A bear lies on an artificial stone in a zoo in Warsaw March 9, 2009.
Photo: Vasily Fedosenko/Reuters/Corbis

So there are early birds, the people who are at their most energetic in the morning. And then there are night owls, whose brains don’t seem to fully turn on until the evening. But what if you’ve never fully identified with either camp? A new study in the January edition of Personality and Individual Differences identifies two new categories of wakefulness: Some people feel bright-eyed and bushy-tailed no matter what time it is, while others feel lethargic all day long. 

Sleep scientists in Russia write that they discovered this after bringing 130 healthy people to a sleep lab and keeping them awake for 24 hours. While they were there, they were periodically asked to fill out surveys about how peppy or lazy they were currently feeling; the surveys also asked questions about the previous week’s sleep habits and energy patterns. Twenty-nine of the participants reported more energy in the mornings, and 44 of them were most alert in the evenings. But two other types emerged: 25 individuals who said they felt alert in the mornings and evenings, and 32 more who never felt very awake.

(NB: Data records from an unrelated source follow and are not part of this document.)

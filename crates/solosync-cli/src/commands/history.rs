use chrono::{Datelike, FixedOffset, Local, NaiveDate, Offset};
use clap::Subcommand;
use solosync_core::api::SessionLogRecord;
use solosync_core::history::{sessions_on, HistoryStats, MonthGrid};
use solosync_core::Config;

#[derive(Subcommand)]
pub enum HistoryAction {
    /// List logged sessions, newest first
    List {
        /// Only sessions on this day (YYYY-MM-DD)
        #[arg(long)]
        day: Option<NaiveDate>,
        /// Output as JSON
        #[arg(long)]
        json: bool,
    },
    /// Month calendar with completed days marked
    Calendar {
        /// Month to show (YYYY-MM), defaults to the current one
        #[arg(long)]
        month: Option<String>,
    },
    /// Weekly streak and totals
    Stats,
}

pub fn run(action: HistoryAction) -> Result<(), Box<dyn std::error::Error>> {
    let config = Config::load()?;
    let api = super::api_client(&config)?;
    let records = super::runtime()?.block_on(api.list_session_logs())?;

    let now = Local::now();
    let offset: FixedOffset = now.offset().fix();
    let today = now.date_naive();

    match action {
        HistoryAction::List { day, json } => {
            let mut shown: Vec<&SessionLogRecord> = match day {
                Some(day) => sessions_on(&records, offset, day),
                None => records.iter().collect(),
            };
            shown.sort_by(|a, b| b.completed_at.cmp(&a.completed_at));
            if json {
                println!("{}", serde_json::to_string_pretty(&shown)?);
            } else if shown.is_empty() {
                println!("no sessions logged");
            } else {
                for record in shown {
                    print_record(record, offset);
                }
            }
        }
        HistoryAction::Calendar { month } => {
            let (year, month) = match month {
                Some(m) => parse_month(&m)?,
                None => (today.year(), today.month()),
            };
            let stats = HistoryStats::compute(&records, offset, today);
            let grid = MonthGrid::build(year, month, &stats).ok_or("invalid month")?;
            print!("{}", render_grid(&grid));
        }
        HistoryAction::Stats => {
            let stats = HistoryStats::compute(&records, offset, today);
            println!("{}", serde_json::to_string_pretty(&stats)?);
        }
    }
    Ok(())
}

fn print_record(record: &SessionLogRecord, offset: FixedOffset) {
    let at = record.completed_at.with_timezone(&offset);
    let difficulty = record
        .physical_difficulty
        .map(|d| format!("difficulty {d}/5"))
        .unwrap_or_default();
    println!(
        "{}  {:<32}  {}",
        at.format("%Y-%m-%d %H:%M"),
        record.routine_name.as_deref().unwrap_or("(unknown routine)"),
        difficulty
    );
    if let Some(notes) = record.notes.as_deref().filter(|n| !n.trim().is_empty()) {
        println!("    notes: {notes}");
    }
    for metric in &record.logged_metrics {
        let value = match &metric.metric_value {
            serde_json::Value::String(s) => s.clone(),
            other => other.to_string(),
        };
        println!(
            "    {}: {} = {value}",
            metric.drill_name.as_deref().unwrap_or("-"),
            metric.metric_name
        );
    }
}

fn parse_month(s: &str) -> Result<(i32, u32), String> {
    let invalid = || format!("expected YYYY-MM, got '{s}'");
    let (year, month) = s.split_once('-').ok_or_else(invalid)?;
    let year = year.parse().map_err(|_| invalid())?;
    let month = month.parse().map_err(|_| invalid())?;
    Ok((year, month))
}

/// Monday-first grid; completed days carry a `*`.
pub(crate) fn render_grid(grid: &MonthGrid) -> String {
    let mut out = format!("{}\n Mo  Tu  We  Th  Fr  Sa  Su\n", grid.title());
    for week in &grid.weeks {
        let row: Vec<String> = week
            .iter()
            .map(|day| match day {
                Some(d) if d.completed => format!("{:>3}*", d.date.day()),
                Some(d) => format!("{:>3} ", d.date.day()),
                None => "    ".to_string(),
            })
            .collect();
        out.push_str(row.join("").trim_end());
        out.push('\n');
    }
    out
}

#[cfg(test)]
mod tests {
    use super::*;

    #[test]
    fn month_argument() {
        assert_eq!(parse_month("2024-05").unwrap(), (2024, 5));
        assert!(parse_month("May").is_err());
        assert!(parse_month("2024-xx").is_err());
    }

    #[test]
    fn grid_marks_completed_days() {
        let record: SessionLogRecord = serde_json::from_value(serde_json::json!({
            "id": 1,
            "completed_at": "2024-05-14T09:00:00Z"
        }))
        .unwrap();
        let utc = FixedOffset::east_opt(0).unwrap();
        let today = NaiveDate::from_ymd_opt(2024, 5, 15).unwrap();
        let stats = HistoryStats::compute(&[record], utc, today);
        let grid = MonthGrid::build(2024, 5, &stats).unwrap();

        let text = render_grid(&grid);
        let lines: Vec<&str> = text.lines().collect();
        assert_eq!(lines[0], "May 2024");
        assert_eq!(lines[2], "          1   2   3   4   5");
        assert!(lines[4].contains(" 14*"));
    }
}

A caveat here: The researchers are relying on the participants’ subjective opinion of their energy levels, instead of testing the subjects’ alertness throughout the day. (Also, if you keep people awake for 24 hours, I would expect they’d start to feel pretty lethargic as the hours go by.) Still, it’s an interesting bit of research for those of us who feel lazy all day long; it’s about time science recognized our existence. (And a quick hat-tip to Christian Jarrett at the British Psychological Society’s Research Digest for spotting this paper!)